The speaker that day was Isaac Tigrett ‘70, who founded the House of Blues and Hard Rock Café after graduating from Centre College. 
“I don't remember anything the guy said, to be honest with you,” Arnold said, “but I do remember that feeling I got when I left, which was this sense of possibility that if someone could … go on to live this big life and do amazing things, maybe I could, too.”

A man holding a microphone is seen between the silhouettes of two audience members.
Students look on as Centre alumnus Matthew Arnold shares his story. 

That’s what drew Arnold back to Centre to share his story of struggle and success with current students. 

“The convocation I had with Isaac Tigrett literally changed my life,” he said from the Weisiger Theatre stage after talking with students for nearly an hour after he concluded his talk. “It was profound and gave me the encouragement I needed to leave here, go to a city where I knew no one, and start a career. Because I saw this guy who didn’t seem that different from me, and he went out and did it.”
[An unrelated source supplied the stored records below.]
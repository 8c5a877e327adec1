use super::ports::{CodeExchange, ExchangeError, ProviderSession, SessionExchangeClient};
use crate::cookies::CookieTransport;
use async_trait::async_trait;
use config::AuthConfig;
use cookie::{Cookie, SameSite};
use reqwest::Client;
use serde::Deserialize;
use serde_json::json;
use tracing::debug;

/// Session exchange client speaking the provider's token endpoint.
///
/// All failures, provider rejections and transport faults alike, are
/// reported in-band through `CodeExchange::Error`; the callback flow treats
/// them as user-recoverable.
pub struct HttpSessionExchangeClient {
    token_url: String,
    publishable_key: String,
    session_cookie: String,
    verifier_cookie: String,
    http_client: Client,
}

impl HttpSessionExchangeClient {
    pub fn new(auth: &AuthConfig) -> Self {
        Self {
            token_url: format!(
                "{}/auth/v1/token?grant_type=pkce",
                auth.provider.url.trim_end_matches('/')
            ),
            publishable_key: auth.provider.publishable_key.clone(),
            session_cookie: auth.cookies.session.clone(),
            verifier_cookie: auth.cookies.verifier.clone(),
            http_client: Client::new(),
        }
    }

    async fn request_session(
        &self,
        code: &str,
        verifier: Option<&str>,
    ) -> Result<ProviderSession, ExchangeError> {
        debug!("Exchanging authorization code for session");

        let response = self
            .http_client
            .post(&self.token_url)
            .header("apikey", &self.publishable_key)
            .json(&json!({ "auth_code": code, "code_verifier": verifier }))
            .send()
            .await
            .map_err(|e| ExchangeError {
                message: format!("Token exchange failed: {}", e),
            })?;

        let status = response.status();
        if !status.is_success() {
            let failure: ProviderFailure = response.json().await.unwrap_or_default();
            debug!("Provider rejected code exchange with status {}", status);
            return Err(ExchangeError {
                message: failure.message(),
            });
        }

        response.json::<ProviderSession>().await.map_err(|e| ExchangeError {
            message: format!("Failed to parse provider session: {}", e),
        })
    }

    fn session_cookie_for(&self, session: &ProviderSession) -> Cookie<'static> {
        let value = serde_json::to_string(session).unwrap_or_default();
        Cookie::build((self.session_cookie.clone(), value))
            .path("/")
            .http_only(true)
            .same_site(SameSite::Lax)
            .build()
    }

    fn removal_cookie(name: String) -> Cookie<'static> {
        let mut cookie = Cookie::build((name, "")).path("/").build();
        cookie.make_removal();
        cookie
    }
}

#[async_trait]
impl SessionExchangeClient for HttpSessionExchangeClient {
    async fn exchange_code(&self, code: &str, cookies: &mut CookieTransport) -> CodeExchange {
        let verifier = cookies.get(&self.verifier_cookie).map(str::to_string);

        match self.request_session(code, verifier.as_deref()).await {
            Ok(session) => {
                // Persist the refreshed session and retire the verifier
                cookies.set(self.session_cookie_for(&session));
                cookies.set(Self::removal_cookie(self.verifier_cookie.clone()));
                CodeExchange::Session(session)
            }
            Err(error) => CodeExchange::Error(error),
        }
    }
}

/// Error body shapes the provider is known to emit
#[derive(Debug, Default, Deserialize)]
struct ProviderFailure {
    #[serde(default)]
    error_description: Option<String>,
    #[serde(default)]
    msg: Option<String>,
    #[serde(default)]
    error: Option<String>,
}

impl ProviderFailure {
    fn message(&self) -> String {
        self.error_description
            .clone()
            .or_else(|| self.msg.clone())
            .or_else(|| self.error.clone())
            .unwrap_or_else(|| "Code exchange rejected by provider.".to_string())
    }
}

#[cfg(test)]
mod tests {
    use super::*;
    use config::{CookieConfig, ProviderConfig};
    use httpmock::prelude::*;

    fn client_for(url: String) -> HttpSessionExchangeClient {
        HttpSessionExchangeClient::new(&AuthConfig {
            provider: ProviderConfig {
                url,
                publishable_key: "pk_test".to_string(),
            },
            cookies: CookieConfig::default(),
        })
    }

    #[tokio::test]
    async fn successful_exchange_writes_session_cookie() {
        let server = MockServer::start();
        let mock = server.mock(|when, then| {
            when.method(POST)
                .path("/auth/v1/token")
                .query_param("grant_type", "pkce")
                .header("apikey", "pk_test");
            then.status(200).json_body(serde_json::json!({
                "access_token": "at-1",
                "refresh_token": "rt-1",
                "expires_at": 1735689600i64,
                "user": { "id": "user-1", "email": "ada@example.com" }
            }));
        });

        let client = client_for(server.base_url());
        let mut cookies = CookieTransport::from_header(Some("trove-auth-code-verifier=v123"));
        let outcome = client.exchange_code("code-1", &mut cookies).await;

        mock.assert();
        match outcome {
            CodeExchange::Session(session) => {
                assert_eq!(session.user.email, "ada@example.com");
                assert_eq!(session.user.id, "user-1");
            }
            other => panic!("expected a session, got {:?}", other),
        }
        assert!(cookies
            .set_cookie_headers()
            .iter()
            .any(|c| c.starts_with("trove-auth-session=")));
        // Verifier cookie is cleared once consumed
        assert!(cookies
            .set_cookie_headers()
            .iter()
            .any(|c| c.starts_with("trove-auth-code-verifier=")));
    }

    #[tokio::test]
    async fn provider_rejection_is_in_band() {
        let server = MockServer::start();
        server.mock(|when, then| {
            when.method(POST).path("/auth/v1/token");
            then.status(400)
                .json_body(serde_json::json!({ "error_description": "Code has expired" }));
        });

        let client = client_for(server.base_url());
        let mut cookies = CookieTransport::from_header(None);
        let outcome = client.exchange_code("stale", &mut cookies).await;

        match outcome {
            CodeExchange::Error(error) => assert_eq!(error.message, "Code has expired"),
            other => panic!("expected an error, got {:?}", other),
        }
        assert!(cookies.set_cookie_headers().is_empty());
    }

    #[tokio::test]
    async fn transport_failure_is_in_band() {
        // Nothing listens on this port
        let client = client_for("http://127.0.0.1:9".to_string());
        let mut cookies = CookieTransport::from_header(None);

        match client.exchange_code("code-1", &mut cookies).await {
            CodeExchange::Error(error) => {
                assert!(error.message.starts_with("Token exchange failed"))
            }
            other => panic!("expected an error, got {:?}", other),
        }
    }
}
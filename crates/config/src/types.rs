use serde::{Deserialize, Serialize};
use std::collections::HashMap;

#[derive(Debug, Clone, Serialize, Deserialize)]
pub struct ApiConfig {
    #[serde(default)]
    pub server: ServerConfig,
    #[serde(default)]
    pub logging: LoggingConfig,
    pub auth: AuthConfig,
}

#[derive(Debug, Clone, Serialize, Deserialize)]
pub struct ServerConfig {
    #[serde(default = "default_host")]
    pub host: String,
    #[serde(default = "default_port")]
    pub port: u16,
}

impl Default for ServerConfig {
    fn default() -> Self {
        Self {
            host: default_host(),
            port: default_port(),
        }
    }
}

fn default_host() -> String {
    "0.0.0.0".to_string()
}

fn default_port() -> u16 {
    3000
}

/// Logging Configuration
#[derive(Debug, Clone, Serialize, Deserialize)]
pub struct LoggingConfig {
    #[serde(default = "default_log_level")]
    pub level: String,
    /// One of "json", "compact", "pretty"
    #[serde(default = "default_log_format")]
    pub format: String,
    /// Module-specific log level overrides
    #[serde(default)]
    pub modules: HashMap<String, String>,
}

impl Default for LoggingConfig {
    fn default() -> Self {
        Self {
            level: default_log_level(),
            format: default_log_format(),
            modules: HashMap::new(),
        }
    }
}

fn default_log_level() -> String {
    "info".to_string()
}

fn default_log_format() -> String {
    "pretty".to_string()
}

/// Authentication configuration
#[derive(Debug, Clone, Serialize, Deserialize)]
pub struct AuthConfig {
    pub provider: ProviderConfig,
    #[serde(default)]
    pub cookies: CookieConfig,
}

/// Identity provider the callback exchanges authorization codes against
#[derive(Debug, Clone, Serialize, Deserialize)]
pub struct ProviderConfig {
    /// Base URL of the provider project, e.g. https://xyz.provider.co
    pub url: String,
    /// Publishable (anon) API key sent with every provider request
    pub publishable_key: String,
}

/// Cookie names used by the sign-in flow
#[derive(Debug, Clone, Serialize, Deserialize)]
pub struct CookieConfig {
    /// Cookie carrying the serialized auth session
    #[serde(default = "default_session_cookie")]
    pub session: String,
    /// Cookie carrying the PKCE code verifier between redirect legs
    #[serde(default = "default_verifier_cookie")]
    pub verifier: String,
    /// Cookie carrying the user's selected organization id
    #[serde(default = "default_organization_cookie")]
    pub organization: String,
}

impl Default for CookieConfig {
    fn default() -> Self {
        Self {
            session: default_session_cookie(),
            verifier: default_verifier_cookie(),
            organization: default_organization_cookie(),
        }
    }
}

fn default_session_cookie() -> String {
    "trove-auth-session".to_string()
}

fn default_verifier_cookie() -> String {
    "trove-auth-code-verifier".to_string()
}

fn default_organization_cookie() -> String {
    "selected-organization-id".to_string()
}

#[cfg(test)]
mod tests {
    use super::*;

    #[test]
    fn server_defaults() {
        let config = ServerConfig::default();
        assert_eq!(config.host, "0.0.0.0");
        assert_eq!(config.port, 3000);
    }

    #[test]
    fn cookie_defaults() {
        let cookies = CookieConfig::default();
        assert_eq!(cookies.session, "trove-auth-session");
        assert_eq!(cookies.verifier, "trove-auth-code-verifier");
        assert_eq!(cookies.organization, "selected-organization-id");
    }
}
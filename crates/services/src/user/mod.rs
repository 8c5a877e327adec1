mod memory;

pub use memory::InMemoryUserDirectory;

use crate::auth::ports::{NewUser, UserId, UserRecord};
use async_trait::async_trait;
use sha2::{Digest, Sha256};

#[derive(Debug, thiserror::Error)]
pub enum DirectoryError {
    #[error("user directory unavailable: {0}")]
    Unavailable(String),

    #[error("internal error: {0}")]
    InternalError(String),
}

/// Account storage consumed by the callback flow.
#[cfg_attr(any(test, feature = "test-mocks"), mockall::automock)]
#[async_trait]
pub trait UserDirectory: Send + Sync {
    /// Look up an account by its external identity. Absence is data, not a
    /// fault; only infrastructure failures surface as errors.
    async fn get_user_by_id(&self, id: &UserId) -> Result<Option<UserRecord>, DirectoryError>;

    /// Create an account. Two concurrent callbacks for the same never-seen
    /// identity may both call this; creating an identity that already exists
    /// must be a no-op returning the existing record.
    async fn create_user(&self, user: NewUser) -> Result<UserRecord, DirectoryError>;
}

/// Derive a unique username from an email address.
///
/// Deterministic: the same email always yields the same username. The digest
/// suffix keeps distinct emails with identical local parts apart.
pub fn username_from_email(email: &str) -> String {
    let normalized = email.trim().to_ascii_lowercase();
    let local = normalized.split('@').next().unwrap_or_default();

    let slug: String = local
        .chars()
        .map(|c| if c.is_ascii_alphanumeric() { c } else { '-' })
        .collect();
    let slug = if slug.is_empty() {
        "user".to_string()
    } else {
        slug
    };

    let digest = Sha256::digest(normalized.as_bytes());
    format!("{}-{}", slug, hex::encode(&digest[..3]))
}

#[cfg(test)]
mod tests {
    use super::*;

    #[test]
    fn username_derivation_is_deterministic() {
        let first = username_from_email("ada.lovelace@example.com");
        let second = username_from_email("ada.lovelace@example.com");
        assert_eq!(first, second);
    }

    #[test]
    fn username_normalizes_case_and_whitespace() {
        assert_eq!(
            username_from_email("Ada.Lovelace@Example.com"),
            username_from_email("  ada.lovelace@example.com  ")
        );
    }

    #[test]
    fn username_sanitizes_local_part() {
        let username = username_from_email("ada+test.lovelace@example.com");
        assert!(username.starts_with("ada-test-lovelace-"));
    }

    #[test]
    fn same_local_part_different_domain_diverges() {
        assert_ne!(
            username_from_email("ada@example.com"),
            username_from_email("ada@example.org")
        );
    }

    #[test]
    fn degenerate_email_still_yields_a_username() {
        let username = username_from_email("@example.com");
        assert!(username.starts_with("user-"));
    }
}
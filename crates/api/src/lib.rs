pub mod routes;
pub mod server;

use crate::routes::auth::{oauth2_callback, AuthCallbackState};
use crate::routes::health::healthz;
use axum::{routing::get, Router};
use config::ApiConfig;
use services::auth::{CallbackService, HttpSessionExchangeClient};
use services::organization::StoredOrganizationContext;
use services::session::{InMemorySessionStore, SessionSink};
use services::user::InMemoryUserDirectory;
use std::sync::Arc;

/// Service wiring for the sign-in flow
#[derive(Clone)]
pub struct AuthComponents {
    pub callback: Arc<CallbackService>,
    pub sessions: Arc<dyn SessionSink>,
}

/// Construct the production collaborators and the orchestrator over them
pub fn init_auth_services(config: &ApiConfig) -> AuthComponents {
    tracing::info!(
        provider = %config.auth.provider.url,
        "Setting up session exchange client"
    );
    let exchange = Arc::new(HttpSessionExchangeClient::new(&config.auth));
    let directory = Arc::new(InMemoryUserDirectory::new());
    let organizations = Arc::new(StoredOrganizationContext::new(
        config.auth.cookies.organization.clone(),
    ));

    AuthComponents {
        callback: Arc::new(CallbackService::new(exchange, directory, organizations)),
        sessions: Arc::new(InMemorySessionStore::new()),
    }
}

/// Build the complete application router
pub fn build_app(auth_components: AuthComponents) -> Router {
    let callback_state = AuthCallbackState {
        callback: auth_components.callback,
        sessions: auth_components.sessions,
    };

    Router::new()
        .route("/oauth2/callback", get(oauth2_callback))
        .with_state(callback_state)
        .route("/healthz", get(healthz))
}
pub mod auth;
pub mod cookies;
pub mod http;
pub mod organization;
pub mod session;
pub mod user;

pub use auth::callback::{CallbackError, CallbackParams, CallbackService};
pub use auth::ports::{AuthSession, ResponseDirective, UserId, UserRecord};
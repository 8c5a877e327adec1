use crate::auth::ports::UserId;
use crate::cookies::CookieTransport;
use async_trait::async_trait;
use cookie::{Cookie, SameSite};
use serde::{Deserialize, Serialize};
use std::collections::HashMap;
use tokio::sync::RwLock;
use uuid::Uuid;

#[derive(Debug, Clone, Serialize, Deserialize, PartialEq, Eq, Hash)]
pub struct OrganizationId(pub Uuid);

impl From<Uuid> for OrganizationId {
    fn from(uuid: Uuid) -> Self {
        OrganizationId(uuid)
    }
}

impl std::fmt::Display for OrganizationId {
    fn fmt(&self, f: &mut std::fmt::Formatter<'_>) -> std::fmt::Result {
        write!(f, "{}", self.0)
    }
}

/// The tenant context attached to a session after login. Computed fresh per
/// request; never cached by the callback flow.
#[derive(Debug, Clone, PartialEq)]
pub struct OrganizationSelection {
    pub organization_id: OrganizationId,
}

#[derive(Debug, thiserror::Error)]
pub enum OrganizationError {
    #[error("organization not found")]
    NotFound,

    #[error("internal error: {0}")]
    InternalError(String),
}

/// Resolves which organization a signed-in user is operating in.
#[cfg_attr(any(test, feature = "test-mocks"), mockall::automock)]
#[async_trait]
pub trait OrganizationContext: Send + Sync {
    /// Resolve the caller's selected organization. May consult request
    /// cookies, which is why the transport is passed in.
    async fn selected_organization(
        &self,
        user_id: &UserId,
        cookies: &CookieTransport,
    ) -> Result<OrganizationSelection, OrganizationError>;

    /// Cookie persisting the selection on the client.
    fn selection_cookie(&self, organization_id: &OrganizationId) -> Cookie<'static>;
}

/// Selection state with three tiers: an explicit request cookie wins, then
/// the stored per-user selection, then the user's personal organization.
pub struct StoredOrganizationContext {
    cookie_name: String,
    selections: RwLock<HashMap<UserId, OrganizationId>>,
}

impl StoredOrganizationContext {
    pub fn new(cookie_name: impl Into<String>) -> Self {
        Self {
            cookie_name: cookie_name.into(),
            selections: RwLock::new(HashMap::new()),
        }
    }

    /// Persist a user's organization choice
    pub async fn select(&self, user_id: UserId, organization_id: OrganizationId) {
        self.selections.write().await.insert(user_id, organization_id);
    }

    /// Stable per-user default, derived from the external identity
    fn personal_organization(user_id: &UserId) -> OrganizationId {
        OrganizationId(Uuid::new_v5(&Uuid::NAMESPACE_OID, user_id.0.as_bytes()))
    }
}

#[async_trait]
impl OrganizationContext for StoredOrganizationContext {
    async fn selected_organization(
        &self,
        user_id: &UserId,
        cookies: &CookieTransport,
    ) -> Result<OrganizationSelection, OrganizationError> {
        if let Some(raw) = cookies.get(&self.cookie_name) {
            if let Ok(id) = Uuid::parse_str(raw) {
                return Ok(OrganizationSelection {
                    organization_id: OrganizationId(id),
                });
            }
        }

        let stored = self.selections.read().await.get(user_id).cloned();
        let organization_id = stored.unwrap_or_else(|| Self::personal_organization(user_id));
        Ok(OrganizationSelection { organization_id })
    }

    fn selection_cookie(&self, organization_id: &OrganizationId) -> Cookie<'static> {
        Cookie::build((self.cookie_name.clone(), organization_id.to_string()))
            .path("/")
            .http_only(true)
            .same_site(SameSite::Lax)
            .build()
    }
}
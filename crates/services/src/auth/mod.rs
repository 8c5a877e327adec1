pub mod callback;
pub mod exchange;
pub mod mappers;
pub mod ports;

pub use callback::{CallbackError, CallbackParams, CallbackService};
pub use exchange::HttpSessionExchangeClient;
pub use ports::{AuthSession, CodeExchange, ResponseDirective, SessionExchangeClient};
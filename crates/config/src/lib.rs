// Configuration for the Trove API: the typed config structs, YAML
// deserialization, and the startup search paths. Living in its own crate
// keeps file I/O out of the services layer.

use std::path::Path;
use thiserror::Error;

pub mod types;

pub use types::*;

#[derive(Error, Debug)]
pub enum ConfigError {
    #[error("Configuration file not found. Tried paths: {paths}")]
    FileNotFound { paths: String },

    #[error("Failed to read configuration file: {source}")]
    IoError {
        #[from]
        source: std::io::Error,
    },

    #[error("Failed to parse configuration: {source}")]
    ParseError {
        #[from]
        source: serde_yaml::Error,
    },
}

impl ApiConfig {
    /// Parse a YAML configuration file
    pub fn load_from_file<P: AsRef<Path>>(path: P) -> Result<Self, ConfigError> {
        let content = std::fs::read_to_string(path)?;
        let config: ApiConfig = serde_yaml::from_str(&content)?;
        Ok(config)
    }

    /// Load from the first search path that exists
    pub fn load() -> Result<Self, ConfigError> {
        const SEARCH_PATHS: [&str; 2] = ["config/config.yaml", "config.yaml"];

        match SEARCH_PATHS.iter().find(|path| Path::new(path).exists()) {
            Some(path) => Self::load_from_file(path),
            None => Err(ConfigError::FileNotFound {
                paths: SEARCH_PATHS.join(", "),
            }),
        }
    }
}

#[cfg(test)]
mod tests {
    use super::*;
    use std::io::Write;

    #[test]
    fn load_from_yaml_file() {
        let mut file = tempfile::NamedTempFile::new().unwrap();
        write!(
            file,
            r#"
server:
  host: 127.0.0.1
  port: 8080
logging:
  level: debug
  format: compact
auth:
  provider:
    url: https://auth.example.com
    publishable_key: pk_test_123
"#
        )
        .unwrap();

        let config = ApiConfig::load_from_file(file.path()).unwrap();
        assert_eq!(config.server.host, "127.0.0.1");
        assert_eq!(config.server.port, 8080);
        assert_eq!(config.logging.level, "debug");
        assert_eq!(config.auth.provider.url, "https://auth.example.com");
        // Cookie names fall back to defaults when the section is omitted
        assert_eq!(config.auth.cookies.organization, "selected-organization-id");
    }

    #[test]
    fn missing_file_is_descriptive() {
        let err = ApiConfig::load_from_file("/definitely/not/here.yaml").unwrap_err();
        assert!(matches!(err, ConfigError::IoError { .. }));
    }
}
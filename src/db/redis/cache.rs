use std::time::Duration;

use serde::de::DeserializeOwned;
use serde::Serialize;

use super::commands::RedisHelper;
use crate::error::AppResult;

/// Raw string storage behind the read-through helpers and [`cached!`](crate::cached)
#[cfg_attr(test, mockall::automock)]
#[async_trait::async_trait]
pub trait CacheStore: Send + Sync {
    async fn fetch_raw(&self, key: &str) -> AppResult<Option<String>>;

    async fn store_raw(&self, key: &str, value: String, ttl: Duration) -> AppResult<()>;
}

#[async_trait::async_trait]
impl CacheStore for RedisHelper {
    async fn fetch_raw(&self, key: &str) -> AppResult<Option<String>> {
        self.get(key).await
    }

    async fn store_raw(&self, key: &str, value: String, ttl: Duration) -> AppResult<()> {
        self.set_ex(key, &value, ttl).await
    }
}

/// Decodes a stored JSON value, treating missing and blank values as absent
pub(crate) fn decode_json<T: DeserializeOwned>(raw: Option<String>) -> AppResult<Option<T>> {
    match raw {
        Some(json) if !json.trim().is_empty() => Ok(Some(serde_json::from_str(&json)?)),
        _ => Ok(None),
    }
}

/// Retrieves a value from the cache by key
///
/// Returns `None` on a miss. A value that is present but not valid JSON for
/// `T` is an error rather than a miss.
pub async fn get_cached<S, T>(store: &S, key: &str) -> AppResult<Option<T>>
where
    S: CacheStore + ?Sized,
    T: DeserializeOwned,
{
    let raw = store.fetch_raw(key).await?;
    let value = decode_json(raw)?;
    if value.is_some() {
        tracing::debug!(key = %key, "Cache hit");
    } else {
        tracing::debug!(key = %key, "Cache miss");
    }
    Ok(value)
}

/// Serializes `value` as JSON and stores it for `ttl`
pub async fn put_cached<S, T>(store: &S, key: &str, value: &T, ttl: Duration) -> AppResult<()>
where
    S: CacheStore + ?Sized,
    T: Serialize + ?Sized,
{
    let json = serde_json::to_string(value)?;
    store.store_raw(key, json, ttl).await
}
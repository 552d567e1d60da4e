/// Read-through caching over any [`CacheStore`](crate::db::redis::CacheStore).
///
/// On a hit the cached value is decoded and returned. On a miss the future is
/// awaited, its output is stored as JSON for `$ttl`, and then returned. Errors
/// from the store or the future are propagated with `?`, so the macro must be
/// used inside a function returning `AppResult`.
///
/// # Arguments
/// * `$store`: the store, passed by place (it is borrowed by the macro).
/// * `$key`: the cache key.
/// * `$ttl`: a `Duration`, at least one second.
/// * `$block`: a future yielding `AppResult<T>` for the value on a miss.
///
/// # Example
/// ```rust,no_run
/// # use std::time::Duration;
/// # use redis_kit::{cached, error::AppResult, RedisHelper};
/// # async fn compute_expensive_value() -> AppResult<Vec<String>> { Ok(vec![]) }
/// async fn load(helper: &RedisHelper) -> AppResult<Vec<String>> {
///     cached!(*helper, "report:daily", Duration::from_secs(300), async move {
///         compute_expensive_value().await
///     })
/// }
/// ```
#[macro_export]
macro_rules! cached {
    ($store:expr, $key:expr, $ttl:expr, $block:expr) => {{
        if let Some(cached) = $crate::db::redis::get_cached(&$store, &$key).await? {
            Ok(cached)
        } else {
            let value = $block.await?;
            $crate::db::redis::put_cached(&$store, &$key, &value, $ttl).await?;
            Ok(value)
        }
    }};
}
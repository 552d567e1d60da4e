/// Errors raised by the pool and the command helpers
#[derive(thiserror::Error, Debug)]
pub enum AppError {
    #[error("Cache error: {0}")]
    Cache(#[from] redis::RedisError),

    #[error("Pool error: {0}")]
    Pool(#[from] deadpool_redis::PoolError),

    #[error("Pool creation error: {0}")]
    CreatePool(#[from] deadpool_redis::CreatePoolError),

    #[error("Serialization error: {0}")]
    Serialization(#[from] serde_json::Error),

    #[error("Invalid input: {0}")]
    InvalidInput(String),

    #[error("Internal error: {0}")]
    Internal(String),
}

pub type AppResult<T> = Result<T, AppError>;

#[cfg(test)]
mod tests {
    use super::*;

    #[test]
    fn test_invalid_input_display() {
        let err = AppError::InvalidInput("ttl must be at least one second".to_string());
        assert_eq!(err.to_string(), "Invalid input: ttl must be at least one second");
    }

    #[test]
    fn test_serialization_error_converts() {
        let parse: Result<Vec<u32>, _> = serde_json::from_str("not json");
        let err: AppError = parse.unwrap_err().into();
        assert!(matches!(err, AppError::Serialization(_)));
        assert!(err.to_string().starts_with("Serialization error:"));
    }

    #[test]
    fn test_redis_error_converts() {
        let redis_err = redis::RedisError::from((redis::ErrorKind::TypeError, "wrong type"));
        let err: AppError = redis_err.into();
        assert!(matches!(err, AppError::Cache(_)));
    }
}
It was Tigrett’s ingenuity and perseverance that struck Arnold and mirrored his own story of overcoming long odds to become a writer, director and showrunner living his Hollywood dream. 

“He built these things with no help, no money, no nothing. He went out there and met people and built things,” Arnold said. “If there’s one kid in the audience who thought … ‘Well if that guy did it, I can do it,’ that’s totally worth it.”